6D object pose estimation : literature review and model-free mask generation pipeline

Master Thesis
Author
Vaggelis, Orestis
Βαγγέλης, Ορέστης
Date
2025-09View/ Open
Abstract
This thesis presents a three-part investigation into 6D object pose estimation for novel objects. The first two parts consist of a comprehensive literature review and a unified evaluation of state-of-the-art methods on benchmark datasets. This analysis identifies a critical performance bottleneck for model-free approaches: the lack of robust and accurate initial object segmentation.
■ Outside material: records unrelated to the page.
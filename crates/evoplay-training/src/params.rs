//! Search parameters.
//!
//! The search algorithm is chosen by the `type` tag of [`Algorithm`]. The genetic
//! algorithm takes [`EvolutionParams`]:
//!
//! ```text
//! {
//!   "type": "genetic",
//!   "pop_size": 50, "cxpb": 0.5, "cxindpb": 0.1,
//!   "mutation": {"pb": 0.2, "indpb": 0.05},
//!   "ngen": 100, "elite": 2, "hof_size": 5,
//!   "selection": {"type": "tournament", "size": 3},
//!   "batch_size": 3
//! }
//! ```
//!
//! Differential evolution takes [`DifferentialEvolutionParams`]:
//!
//! ```text
//! {"type": "differential-evolution", "pop_size": 10, "ngen": 350, "hof_size": 5,
//!  "cr": 0.25, "f": 1.0, "batch_size": 1}
//! ```

use serde::{Deserialize, Serialize};

/// Parent selection strategy.
#[derive(Debug, Clone, Copy, PartialEq, Eq, Serialize, Deserialize)]
#[serde(tag = "type", rename_all = "kebab-case")]
pub enum Selection {
    /// Best of `size` individuals drawn uniformly with replacement, once per survivor.
    Tournament { size: usize },
    /// The best individuals by fitness.
    SelectBest,
}

#[derive(Debug, Clone, Copy, PartialEq, Serialize, Deserialize)]
pub struct MutationParams {
    /// Probability that an individual is mutated.
    pub pb: f64,
    /// Probability that a gene of a mutated individual is replaced.
    pub indpb: f64,
}

const fn default_true() -> bool {
    true
}

#[derive(Debug, Clone, PartialEq, Serialize, Deserialize)]
pub struct EvolutionParams {
    pub pop_size: usize,
    /// Probability that an adjacent pair of survivors is recombined.
    pub cxpb: f64,
    /// Probability that a gene is swapped during recombination.
    pub cxindpb: f64,
    pub mutation: MutationParams,
    /// Number of generations after the initial evaluation.
    pub ngen: usize,
    /// Individuals copied unchanged into the next generation.
    pub elite: usize,
    /// Hall of fame capacity; `0` disables it.
    pub hof_size: usize,
    pub selection: Selection,
    /// Episodes played per fitness evaluation. The evaluator must be built with the same
    /// value; drivers reject a mismatch.
    pub batch_size: usize,
    /// Re-evaluates unchanged individuals every generation instead of keeping their
    /// fitness. Game scores are noisy, so this is the default.
    #[serde(default = "default_true")]
    pub reevaluate_all: bool,
}

/// Parameters of differential evolution (DE/rand/1/bin).
#[derive(Debug, Clone, PartialEq, Serialize, Deserialize)]
pub struct DifferentialEvolutionParams {
    pub pop_size: usize,
    pub ngen: usize,
    /// Hall of fame capacity; `0` disables it.
    pub hof_size: usize,
    /// Probability that a gene is taken from the mutant vector.
    pub cr: f64,
    /// Differential weight applied to `b - c`.
    pub f: f64,
    /// Episodes played per fitness evaluation.
    pub batch_size: usize,
}

impl DifferentialEvolutionParams {
    pub fn validate(&self) -> Result<(), ParamsError> {
        if self.pop_size == 0 {
            return Err(ParamsError::EmptyPopulation);
        }
        if !(0.0..=1.0).contains(&self.cr) {
            return Err(ParamsError::Probability {
                name: "cr",
                value: self.cr,
            });
        }
        if !(self.f.is_finite() && self.f >= 0.0) {
            return Err(ParamsError::DifferentialWeight { value: self.f });
        }
        if self.batch_size == 0 {
            return Err(ParamsError::EmptyBatch);
        }
        Ok(())
    }
}

/// Search algorithm and its parameters.
#[derive(Debug, Clone, PartialEq, Serialize, Deserialize)]
#[serde(tag = "type", rename_all = "kebab-case")]
pub enum Algorithm {
    /// Selection, crossover, mutation and elitism.
    Genetic(EvolutionParams),
    /// Greedy per-agent replacement by differential trial vectors.
    DifferentialEvolution(DifferentialEvolutionParams),
}

impl Algorithm {
    pub fn validate(&self) -> Result<(), ParamsError> {
        match self {
            Algorithm::Genetic(params) => params.validate(),
            Algorithm::DifferentialEvolution(params) => params.validate(),
        }
    }

    #[must_use]
    pub fn pop_size(&self) -> usize {
        match self {
            Algorithm::Genetic(params) => params.pop_size,
            Algorithm::DifferentialEvolution(params) => params.pop_size,
        }
    }

    #[must_use]
    pub fn ngen(&self) -> usize {
        match self {
            Algorithm::Genetic(params) => params.ngen,
            Algorithm::DifferentialEvolution(params) => params.ngen,
        }
    }

    /// Episodes per fitness evaluation. The evaluator must be built with this value.
    #[must_use]
    pub fn batch_size(&self) -> usize {
        match self {
            Algorithm::Genetic(params) => params.batch_size,
            Algorithm::DifferentialEvolution(params) => params.batch_size,
        }
    }
}

#[derive(Debug, Clone, PartialEq, derive_more::Display, derive_more::Error)]
pub enum ParamsError {
    #[display("population size must be at least 1")]
    EmptyPopulation,
    #[display("elite count {elite} exceeds population size {pop_size}")]
    TooManyElites { elite: usize, pop_size: usize },
    #[display("{name} must be a probability, got {value}")]
    Probability { name: &'static str, value: f64 },
    #[display("tournament size must be at least 1")]
    EmptyTournament,
    #[display("batch size must be at least 1")]
    EmptyBatch,
    #[display("differential weight must be finite and non-negative, got {value}")]
    DifferentialWeight { value: f64 },
}

impl EvolutionParams {
    pub fn validate(&self) -> Result<(), ParamsError> {
        if self.pop_size == 0 {
            return Err(ParamsError::EmptyPopulation);
        }
        if self.elite > self.pop_size {
            return Err(ParamsError::TooManyElites {
                elite: self.elite,
                pop_size: self.pop_size,
            });
        }
        for (name, value) in [
            ("cxpb", self.cxpb),
            ("cxindpb", self.cxindpb),
            ("mutation.pb", self.mutation.pb),
            ("mutation.indpb", self.mutation.indpb),
        ] {
            if !(0.0..=1.0).contains(&value) {
                return Err(ParamsError::Probability { name, value });
            }
        }
        if self.selection == (Selection::Tournament { size: 0 }) {
            return Err(ParamsError::EmptyTournament);
        }
        if self.batch_size == 0 {
            return Err(ParamsError::EmptyBatch);
        }
        Ok(())
    }

    /// Number of individuals produced by selection and variation each generation.
    #[must_use]
    pub fn offspring_count(&self) -> usize {
        self.pop_size - self.elite
    }
}

#[cfg(test)]
mod tests {
    use super::*;

    fn params() -> EvolutionParams {
        EvolutionParams {
            pop_size: 10,
            cxpb: 0.5,
            cxindpb: 0.1,
            mutation: MutationParams {
                pb: 0.2,
                indpb: 0.05,
            },
            ngen: 5,
            elite: 2,
            hof_size: 3,
            selection: Selection::Tournament { size: 3 },
            batch_size: 1,
            reevaluate_all: true,
        }
    }

    #[test]
    fn test_valid_params() {
        assert_eq!(params().validate(), Ok(()));
        assert_eq!(params().offspring_count(), 8);
    }

    #[test]
    fn test_invalid_params() {
        let p = EvolutionParams {
            pop_size: 0,
            elite: 0,
            ..params()
        };
        assert_eq!(p.validate(), Err(ParamsError::EmptyPopulation));

        let p = EvolutionParams {
            elite: 11,
            ..params()
        };
        assert!(matches!(
            p.validate(),
            Err(ParamsError::TooManyElites { .. })
        ));

        let p = EvolutionParams {
            cxpb: 1.5,
            ..params()
        };
        assert!(matches!(
            p.validate(),
            Err(ParamsError::Probability { name: "cxpb", .. })
        ));

        let p = EvolutionParams {
            selection: Selection::Tournament { size: 0 },
            ..params()
        };
        assert_eq!(p.validate(), Err(ParamsError::EmptyTournament));
    }

    #[test]
    fn test_from_json() {
        let json = r#"{
            "pop_size": 4, "cxpb": 0.5, "cxindpb": 0.1,
            "mutation": {"pb": 0.2, "indpb": 0.05},
            "ngen": 3, "elite": 1, "hof_size": 2,
            "selection": {"type": "select-best"},
            "batch_size": 2
        }"#;
        let p: EvolutionParams = serde_json::from_str(json).unwrap();
        assert_eq!(p.selection, Selection::SelectBest);
        assert!(p.reevaluate_all);
        assert!(p.validate().is_ok());
    }

    #[test]
    fn test_algorithm_from_json() {
        let json = r#"{
            "type": "differential-evolution",
            "pop_size": 10, "ngen": 350, "hof_size": 5,
            "cr": 0.25, "f": 1.0, "batch_size": 1
        }"#;
        let algorithm: Algorithm = serde_json::from_str(json).unwrap();
        let Algorithm::DifferentialEvolution(de) = &algorithm else {
            panic!("expected differential evolution");
        };
        assert_eq!(de.cr, 0.25);
        assert_eq!(algorithm.pop_size(), 10);
        assert_eq!(algorithm.ngen(), 350);
        assert_eq!(algorithm.batch_size(), 1);
        assert_eq!(algorithm.validate(), Ok(()));

        let json = r#"{
            "type": "genetic",
            "pop_size": 4, "cxpb": 0.5, "cxindpb": 0.1,
            "mutation": {"pb": 0.2, "indpb": 0.05},
            "ngen": 3, "elite": 1, "hof_size": 2,
            "selection": {"type": "tournament", "size": 2},
            "batch_size": 2
        }"#;
        let algorithm: Algorithm = serde_json::from_str(json).unwrap();
        assert!(matches!(algorithm, Algorithm::Genetic(_)));
        assert_eq!(algorithm.batch_size(), 2);
    }

    #[test]
    fn test_invalid_differential_params() {
        let params = DifferentialEvolutionParams {
            pop_size: 10,
            ngen: 5,
            hof_size: 0,
            cr: 0.5,
            f: 0.8,
            batch_size: 1,
        };
        assert_eq!(params.validate(), Ok(()));
        assert!(matches!(
            DifferentialEvolutionParams { cr: -0.1, ..params.clone() }.validate(),
            Err(ParamsError::Probability { name: "cr", .. })
        ));
        assert!(matches!(
            DifferentialEvolutionParams { f: f64::NAN, ..params.clone() }.validate(),
            Err(ParamsError::DifferentialWeight { .. })
        ));
        assert_eq!(
            DifferentialEvolutionParams { batch_size: 0, ..params }.validate(),
            Err(ParamsError::EmptyBatch)
        );
    }
}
Motivated by this finding, the third and principal contribution of this work is the development of DiPose, a novel pipeline focused specifically on generating high-quality segmentation masks for model-free pose estimation. DiPose models a novel object by first performing a Structure-from-Motion (SfM) reconstruction from a brief onboarding video. The resulting point cloud is then used to learn a high-fidelity implicit representation via Fast Dipole Sums (FDS). This implicit model acts as a virtual CAD model, enabling the generation of synthetic 2D views that drive a foundation model-based framework to produce precise segmentation masks for test images.The proposed pipeline is validated on the HOPE dataset, where it outperforms a strong model- free baseline by 8 % in average precision.